Setelah urusan tolong menolong dengan Kyai Bahar selesai, Raja bergegas melajukan motornya menuju arah pulang. Ada perasaan lega dalam hatinya setelah dia meluapkan emosi pada Kyai Bahar. Entah kedepannya akan ada gosip seperti apa lagi, Raja tidak peduli.
Dan tak terasa waktu berjalan begitu cepat hingga hari pernikahan Raja dan Sania sudah semakin dekat. Terlihat kesibukan sudah terasa di masing masing rumah yang akan segera melaksanakan momen sakral yang mereka harapkan hanya terjadi sekali dalam seumur hidup pada salah satu anggota keluarga mereka yang akan menikah.
Berita tentang pernikahan Raja dan Sania tentu saja membuat satu kampung gempar. Kegemparan itu terjadi lantaran mereka tahu siapa Abah Mudin dan Pak Abdul. Sama sama keluarga terpandang di kampung karena sifat baiknya yang mereka miliki.
Mereka juga tidak pernah menyangka, Raja yang pemabuk berat bisa menikah dengan putri ustazd ternama di kampungnya. Banyak yang ikut mendoakan untuk kebaikan sang calon pengantin. Namun tak sedikit pula yang berpikiran buruk tentang keduanya.
Apa lagi desas desus yang mereka dengar kalau Raja sudah menyiapkan lima petak empang buat mas kawin serta satu ruko, cukup membuat heboh warga yang mendengarnya. Banyak para orangtua dan anak gadis yang iri dengan apa yang mereka dengar.
Belum lagi acara yang akan digelar, juga menjadi pembicaraan hangat para warga di berbagai tempat. Konon katanya, Raja pribadi menyebar undangan lebih dari tiga ribu lembar. Undangan yang sangat banyak untuk seukuran hajatan di kampung.
Wajar jika Raja menyebar undangan begitu banyak. Mengingat nama Raja cukup terkenal di kampung tersebut dan kampung sekitar. Selain sebagai juragan empang, Raja yang loyal dan selalu menraktir miras saat sedang mabuk bersama membuat siapa pun merasa senang bergaul dengannya.

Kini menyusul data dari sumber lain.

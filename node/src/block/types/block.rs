use std::fmt::{Debug, Display};

use primitive_types::U256;
use serde::{Deserialize, Serialize};

use crate::block::types::transaction::{Nullifier, Transaction};
use crate::utilities;
use crate::utilities::encoding::{Decode, Encode};

#[derive(Clone, Copy, PartialEq, Eq, Hash, Deserialize, Serialize)]
pub struct BlockHash([u8; 32]);

impl BlockHash {
    pub const fn new(bytes: [u8; 32]) -> Self {
        Self(bytes)
    }

    pub const fn zero() -> Self {
        Self([0; 32])
    }

    pub fn inner(&self) -> &[u8; 32] {
        &self.0
    }
}

impl Display for BlockHash {
    fn fmt(&self, f: &mut std::fmt::Formatter<'_>) -> std::fmt::Result {
        write!(f, "{}", utilities::encoding::to_hex(self.0))
    }
}

impl Debug for BlockHash {
    fn fmt(&self, f: &mut std::fmt::Formatter<'_>) -> std::fmt::Result {
        write!(f, "{}", utilities::encoding::to_hex(self.0))
    }
}

/// Proof-of-work threshold. A block solves its candidate when the work hash,
/// read as a big-endian integer, is at most the target. Higher targets are
/// easier; [`Target::MAX`] is the easiest value the chain permits.
#[derive(Debug, Clone, Copy, PartialEq, Eq, PartialOrd, Ord, Deserialize, Serialize)]
pub struct Target(U256);

impl Target {
    pub const MAX: Target = Target(U256::MAX);

    pub fn new(value: U256) -> Self {
        Self(value)
    }

    pub fn value(&self) -> U256 {
        self.0
    }

    pub fn meets(&self, hash: &BlockHash) -> bool {
        U256::from_big_endian(hash.inner()) <= self.0
    }

    /// difficulty = 2^256 / (target + 1), saturated at both edges since
    /// neither 2^256 nor division by zero fits in a `U256`.
    pub fn difficulty(&self) -> U256 {
        if self.0 == U256::MAX {
            return U256::one();
        }
        if self.0.is_zero() {
            return U256::MAX;
        }
        let divisor = self.0 + U256::one();
        let quotient = U256::MAX / divisor;
        if U256::MAX % divisor == self.0 {
            quotient + U256::one()
        } else {
            quotient
        }
    }
}

impl Display for Target {
    fn fmt(&self, f: &mut std::fmt::Formatter<'_>) -> std::fmt::Result {
        write!(f, "{}", self.0)
    }
}

/// Header of a solved block.
#[derive(Debug, Clone, PartialEq, Deserialize, Serialize)]
pub struct BlockHeader {
    pub previous_block_hash: BlockHash,
    pub sequence: u64,
    pub timestamp: u64,
    pub graffiti: String,
    pub transactions_hash: BlockHash,
    pub target: Target,
    pub randomness: u64,
}

impl BlockHeader {
    pub fn hash(&self) -> anyhow::Result<BlockHash> {
        let bytes = self.encode()?;
        Ok(BlockHash::new(utilities::hash::blake2_256(&bytes)))
    }
}

impl Display for BlockHeader {
    fn fmt(&self, f: &mut std::fmt::Formatter<'_>) -> std::fmt::Result {
        let parent = &self.previous_block_hash;
        let sequence = self.sequence;
        let time = self.timestamp;
        write!(
            f,
            "parent: {parent}, sequence: {sequence}, timestamp: {time}",
        )
    }
}

impl Encode for BlockHeader {
    fn encode(&self) -> anyhow::Result<Vec<u8>> {
        utilities::encoding::encode(self)
    }
}

/// Header of a candidate still missing its randomness.
#[derive(Debug, Clone, PartialEq, Deserialize, Serialize)]
pub struct PartialHeader {
    pub previous_block_hash: BlockHash,
    pub sequence: u64,
    pub timestamp: u64,
    pub graffiti: String,
    pub transactions_hash: BlockHash,
    pub target: Target,
}

/// The part of a header workers grind on. Excludes the randomness, which the
/// worker chooses, and the numeric target, which travels next to the bytes.
#[derive(Debug, Clone, PartialEq, Deserialize, Serialize)]
pub(crate) struct WorkHeader {
    pub(crate) previous_block_hash: BlockHash,
    pub(crate) sequence: u64,
    pub(crate) timestamp: u64,
    pub(crate) graffiti: String,
    pub(crate) transactions_hash: BlockHash,
}

impl From<&PartialHeader> for WorkHeader {
    fn from(header: &PartialHeader) -> Self {
        Self {
            previous_block_hash: header.previous_block_hash,
            sequence: header.sequence,
            timestamp: header.timestamp,
            graffiti: header.graffiti.clone(),
            transactions_hash: header.transactions_hash,
        }
    }
}

impl From<&BlockHeader> for WorkHeader {
    fn from(header: &BlockHeader) -> Self {
        Self {
            previous_block_hash: header.previous_block_hash,
            sequence: header.sequence,
            timestamp: header.timestamp,
            graffiti: header.graffiti.clone(),
            transactions_hash: header.transactions_hash,
        }
    }
}

impl Encode for WorkHeader {
    fn encode(&self) -> anyhow::Result<Vec<u8>> {
        utilities::encoding::encode(self)
    }
}

impl Decode for WorkHeader {
    fn decode(bytes: &[u8]) -> anyhow::Result<Self> {
        utilities::encoding::decode(bytes)
    }
}

/// An assembled block waiting for a proof. Immutable once dispatched; the
/// only way to set the randomness is [`CandidateBlock::seal`], which consumes
/// the candidate.
#[derive(Debug, Clone, PartialEq, Deserialize, Serialize)]
pub struct CandidateBlock {
    pub(crate) header: PartialHeader,
    pub(crate) reward: Transaction,
    pub(crate) transactions: Vec<Transaction>,
}

impl CandidateBlock {
    pub fn new(header: PartialHeader, reward: Transaction, transactions: Vec<Transaction>) -> Self {
        Self {
            header,
            reward,
            transactions,
        }
    }

    pub fn parent_hash(&self) -> BlockHash {
        self.header.previous_block_hash
    }

    pub fn sequence(&self) -> u64 {
        self.header.sequence
    }

    pub fn target(&self) -> Target {
        self.header.target
    }

    /// Bytes handed to workers, without the randomness and the numeric target.
    pub fn work_bytes(&self) -> anyhow::Result<Vec<u8>> {
        WorkHeader::from(&self.header).encode()
    }

    /// Seal the candidate with an externally found randomness. Consuming
    /// `self` makes setting the randomness a one-shot operation.
    pub fn seal(self, randomness: u64) -> Block {
        let header = BlockHeader {
            previous_block_hash: self.header.previous_block_hash,
            sequence: self.header.sequence,
            timestamp: self.header.timestamp,
            graffiti: self.header.graffiti,
            transactions_hash: self.header.transactions_hash,
            target: self.header.target,
            randomness,
        };
        Block {
            header,
            reward: self.reward,
            transactions: self.transactions,
        }
    }
}

impl Display for CandidateBlock {
    fn fmt(&self, f: &mut std::fmt::Formatter<'_>) -> std::fmt::Result {
        let parent = &self.header.previous_block_hash;
        let sequence = self.header.sequence;
        write!(
            f,
            "parent: {parent}, sequence: {sequence}, nr of transactions: {}",
            self.transactions.len()
        )
    }
}

#[derive(Debug, Clone, PartialEq, Deserialize, Serialize)]
pub struct Block {
    pub header: BlockHeader,
    pub reward: Transaction,
    pub transactions: Vec<Transaction>,
}

impl Block {
    pub fn hash(&self) -> anyhow::Result<BlockHash> {
        self.header.hash()
    }

    /// Nullifiers claimed by the block's transactions. The reward spends
    /// nothing and claims none.
    pub fn spent_nullifiers(&self) -> impl Iterator<Item = &Nullifier> {
        self.transactions.iter().flat_map(|tx| tx.nullifiers.iter())
    }
}

impl Display for Block {
    fn fmt(&self, f: &mut std::fmt::Formatter<'_>) -> std::fmt::Result {
        let header = &self.header;
        write!(f, "{header}, nr of transactions: {}", self.transactions.len())
    }
}

#[cfg(test)]
mod test {
    use super::*;

    fn candidate(target: Target) -> CandidateBlock {
        let header = PartialHeader {
            previous_block_hash: BlockHash::new([1; 32]),
            sequence: 7,
            timestamp: 1000,
            graffiti: "test".to_string(),
            transactions_hash: BlockHash::new([2; 32]),
            target,
        };
        CandidateBlock::new(header, Transaction::new(0, vec![], vec![]), vec![])
    }

    #[test]
    fn test_seal_sets_randomness_and_keeps_header() {
        let candidate = candidate(Target::MAX);
        let header = candidate.header.clone();

        let block = candidate.seal(42);

        assert_eq!(block.header.randomness, 42);
        assert_eq!(block.header.previous_block_hash, header.previous_block_hash);
        assert_eq!(block.header.sequence, header.sequence);
        assert_eq!(block.header.target, header.target);
    }

    #[test]
    fn test_work_bytes_exclude_randomness_and_target() {
        let easy = candidate(Target::MAX);
        let hard = candidate(Target::new(U256::one()));

        //Candidates differing only in target grind on identical bytes
        assert_eq!(easy.work_bytes().unwrap(), hard.work_bytes().unwrap());

        let sealed = easy.clone().seal(99);
        let work = WorkHeader::from(&sealed.header).encode().unwrap();
        assert_eq!(work, easy.work_bytes().unwrap());
    }

    #[test]
    fn test_max_target_meets_any_hash() {
        assert!(Target::MAX.meets(&BlockHash::new([0xff; 32])));
        assert!(Target::MAX.meets(&BlockHash::zero()));
    }

    #[test]
    fn test_small_target_rejects_large_hash() {
        let target = Target::new(U256::from(u64::MAX));
        assert!(!target.meets(&BlockHash::new([0xff; 32])));
        assert!(target.meets(&BlockHash::zero()));
    }

    #[test]
    fn test_difficulty_at_edges() {
        assert_eq!(Target::MAX.difficulty(), U256::one());
        assert_eq!(Target::new(U256::zero()).difficulty(), U256::MAX);
    }

    #[test]
    fn test_difficulty_halving_target_doubles() {
        // target 2^255 - 1 covers exactly half the hash space
        let half = Target::new((U256::one() << 255) - U256::one());
        assert_eq!(half.difficulty(), U256::from(2));
    }
}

Tapi dibalik kehebohan acara tersebut, banyak yang menyayangkan, terutama para pasukan mabuk dan joget. Mereka yang kebanyakan para laki laki itu kecewa karena dalam acara besar yang Raja gelar, Dia tidak mengundang grup musik dangdut sama sekali. Sungguh mereka sangat kecewa dan merasa kehilangan sosok yang selama ini memberi mereka minuman memabukkan secara gratis.
Di saat para laki laki kecewa karena tidak ada dangdutan, tapi bagi para wanita itu adalah hal yang membahagiakan. Karena dari yang mereka dengar, keluarga Raja mengundang grup hadroh yang isinya pemuda tampan nan sholeh. Bukan hanya wanita muda, emak emak juga turut heboh. Mereka bahkan sudah menyiapkan rencana khusus demi bisa menyaksikan grup hadroh dari jawa timur tersebut.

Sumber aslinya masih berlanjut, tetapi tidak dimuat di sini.